Table 1 Summary of clinical characteristics and a comparison between patients with BRCA1/2 mutation and without BRCA1/2 mutation (wild).
Frequency and Comparative Analysis of Patients With BRCA Germline Mutations
The frequency distribution of BRCA1/2 germline pathogenic and non-pathogenic (VUS) mutations differed significantly (Figure 1). BRCA1 germline mutations were mainly VUS (27.91%, 48/172) while BRCA2 germline mutations were mainly pathogenic (41.86%, 72/172). The frequency of BRCA2 germline mutations in our cohort (69.19%, 121/172) was much higher than that of BRCA1 germline mutations (32.56%, 57/172) (Table 1). Based on pathological stage, BRCA1 and BRCA2 mutations were mainly found in mCRPC, especially BRCA2, with a frequency of 16.86% (29/172) and 37.79% (65/172), respectively. While it was similar between LAPC and mHSPC, BRCA1 was 5.81% (10/172) and 6.4% (11/172), BRCA2 was 12.21% (21/172) and 9.88% (17/172).

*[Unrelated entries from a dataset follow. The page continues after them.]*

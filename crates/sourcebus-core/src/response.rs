// ABOUTME: Awaitable form of bus requests
// ABOUTME: Resolves when a tick delivers the result, so some task must keep ticking the bus

use sourcebus_types::{FileStatusInfo, SettingInfo};
use std::future::Future;
use std::pin::Pin;
use std::task::{Context, Poll};
use tokio::sync::oneshot;

use crate::error::BusError;
use crate::scheduler::{FileHandler, RequestId, SettingHandler};

/// Result of a file operation as delivered to a handler
#[derive(Debug, Clone, PartialEq, Eq)]
pub struct FileResponse {
    pub success: bool,
    pub info: FileStatusInfo,
}

/// Future for one request's result.
///
/// Resolves with [`BusError::ResponseLost`] if the bus is dropped before the
/// request completes.
#[must_use = "a response does nothing unless awaited"]
pub struct Response<T> {
    id: RequestId,
    receiver: oneshot::Receiver<T>,
}

impl<T> Response<T> {
    pub fn request_id(&self) -> RequestId {
        self.id
    }
}

impl<T> Future for Response<T> {
    type Output = Result<T, BusError>;

    fn poll(mut self: Pin<&mut Self>, cx: &mut Context<'_>) -> Poll<Self::Output> {
        Pin::new(&mut self.receiver)
            .poll(cx)
            .map(|result| result.map_err(|_| BusError::ResponseLost))
    }
}

impl<T> std::fmt::Debug for Response<T> {
    fn fmt(&self, f: &mut std::fmt::Formatter<'_>) -> std::fmt::Result {
        f.debug_struct("Response").field("id", &self.id).finish()
    }
}

/// Handler that forwards a file result into a oneshot sender
pub(crate) fn file_channel() -> (FileHandler, impl FnOnce(RequestId) -> Response<FileResponse>) {
    let (tx, rx) = oneshot::channel();
    let handler: FileHandler = Box::new(move |success, info| {
        // The receiver may already be gone; nothing to do then
        let _ = tx.send(FileResponse { success, info });
    });
    (handler, move |id| Response { id, receiver: rx })
}

pub(crate) fn setting_channel() -> (SettingHandler, impl FnOnce(RequestId) -> Response<SettingInfo>) {
    let (tx, rx) = oneshot::channel();
    let handler: SettingHandler = Box::new(move |info| {
        let _ = tx.send(info);
    });
    (handler, move |id| Response { id, receiver: rx })
}
// ABOUTME: Source control bus: command and connection channels over a tick-driven scheduler
// ABOUTME: Providers answer through Send responders; handlers fire only when the host ticks

pub mod bus;
pub mod commands;
pub mod config;
pub mod connection;
pub mod error;
pub mod responder;
pub mod response;
pub mod scheduler;


pub use bus::SourceControlBus;
pub use commands::{CommandChannel, SourceControlCommands};
pub use config::{BusConfig, DEFAULT_REQUEST_TIMEOUT_MS, SourcebusConfig};
pub use connection::{ConnectionChannel, ConnectionStateTracker, SourceControlConnection};
pub use error::{BusError, ChannelKind};
pub use responder::{FileResponder, Notifier, SettingResponder};
pub use response::{FileResponse, Response};
pub use scheduler::{FileHandler, FileOperation, RequestId, SettingHandler, TickReport};

// Lower layers, so hosts and providers can depend on this crate alone
pub use sourcebus_events::{
    BroadcastReport, ListenerId, Notification, NotificationChannel, SourceControlNotifications,
};
pub use sourcebus_types::{
    ConnectionState, FileStatusInfo, SettingInfo, SettingStatus, SourceControlFlags,
    SourceControlStatus,
};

Figure 1 Frequency distribution of pathogenic and non-pathogenic BRCA1 and BRCA2 mutations in patients with PCa. VUS, variants of uncertain significance.
Genetic Distribution of BRCA1/2 Variants
The overall analysis showed that the BRCA1/2 variants were distributed in most exon regions of the BRCA1 and BRCA2 genes, and no new hot spot variants were found (Figure 2 and Figure S1). A total of 208 BRCA germline variants were identified: 63 and 145 in BRCA1 and BRCA2, respectively. c.2726A>T (p.N9091) was the most frequently mutated variant (3.37%, 7/208). Most of the variants occurred only once (58.65%, 122/208); 41.35% (86/208) of the variants with >1 occurrence were mainly distributed in mCRPC (55/86). Among the 63 BRCA1 variants, c.2726.4>T (p.N9091) was the most common (7/63), while c.5722-5723DELCT (p.L1908FS) was the most common (5/145) among the 145 BRCA2 variants.
Figure 2 The distribution of various BRCA1/2 variant types on full‐length BRCA1/2 exons. (A, B), The distribution of four variant types on BRCA1 (A) and BRCA2 (B). The scheme of exons (blue bar at the bottom of each panel) is shown as the reference. (C) The number of different variants (inner ring) and number of variant carriers (outer ring). Colors represent different variant types.
In the variant type analysis, frameshift, missense, and splicing were the common BRCA1 and BRCA2 variants. Frameshift and missense were the most advantageous variants, occurring in 90.7% (132/145) and 80% (50/63) of BRCA1 and BRCA2 variants, respectively. The difference was that in-frame and nonsense variants only appeared in BRCA2 and BRCA1, respectively.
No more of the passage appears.